§ What you will do: Return, from the material below, each line in which the word "Database" is present.

§ Supplied material:
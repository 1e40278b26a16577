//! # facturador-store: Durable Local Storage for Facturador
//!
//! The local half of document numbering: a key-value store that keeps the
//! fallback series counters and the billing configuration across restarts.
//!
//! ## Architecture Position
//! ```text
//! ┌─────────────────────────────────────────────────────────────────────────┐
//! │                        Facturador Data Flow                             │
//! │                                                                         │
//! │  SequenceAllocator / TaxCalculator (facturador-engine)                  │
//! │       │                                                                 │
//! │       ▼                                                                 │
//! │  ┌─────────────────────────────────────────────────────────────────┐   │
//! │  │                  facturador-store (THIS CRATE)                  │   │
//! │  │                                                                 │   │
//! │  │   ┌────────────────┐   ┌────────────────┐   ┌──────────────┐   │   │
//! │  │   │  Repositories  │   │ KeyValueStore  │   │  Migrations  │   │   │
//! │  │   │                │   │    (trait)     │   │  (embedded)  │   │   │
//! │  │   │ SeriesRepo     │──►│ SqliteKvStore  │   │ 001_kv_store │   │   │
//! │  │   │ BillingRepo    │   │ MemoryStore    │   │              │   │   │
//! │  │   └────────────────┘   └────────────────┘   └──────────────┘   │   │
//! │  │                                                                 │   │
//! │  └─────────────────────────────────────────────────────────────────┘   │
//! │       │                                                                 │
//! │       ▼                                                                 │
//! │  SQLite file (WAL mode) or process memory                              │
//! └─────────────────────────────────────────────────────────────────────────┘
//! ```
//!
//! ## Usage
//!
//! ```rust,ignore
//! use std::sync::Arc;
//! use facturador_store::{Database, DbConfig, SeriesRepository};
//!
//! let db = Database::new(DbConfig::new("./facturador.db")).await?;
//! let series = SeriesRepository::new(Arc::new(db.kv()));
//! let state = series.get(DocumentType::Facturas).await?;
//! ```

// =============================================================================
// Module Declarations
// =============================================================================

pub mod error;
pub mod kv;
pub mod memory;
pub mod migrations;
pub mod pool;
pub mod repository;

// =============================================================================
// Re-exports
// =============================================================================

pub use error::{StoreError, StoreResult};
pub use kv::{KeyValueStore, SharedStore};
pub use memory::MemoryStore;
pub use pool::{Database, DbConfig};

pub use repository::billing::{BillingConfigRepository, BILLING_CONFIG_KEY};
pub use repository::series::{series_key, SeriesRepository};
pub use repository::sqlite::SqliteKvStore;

§ Task answer:
//! use facturador_store::{Database, DbConfig, SeriesRepository};
//! let db = Database::new(DbConfig::new("./facturador.db")).await?;
pub use pool::{Database, DbConfig};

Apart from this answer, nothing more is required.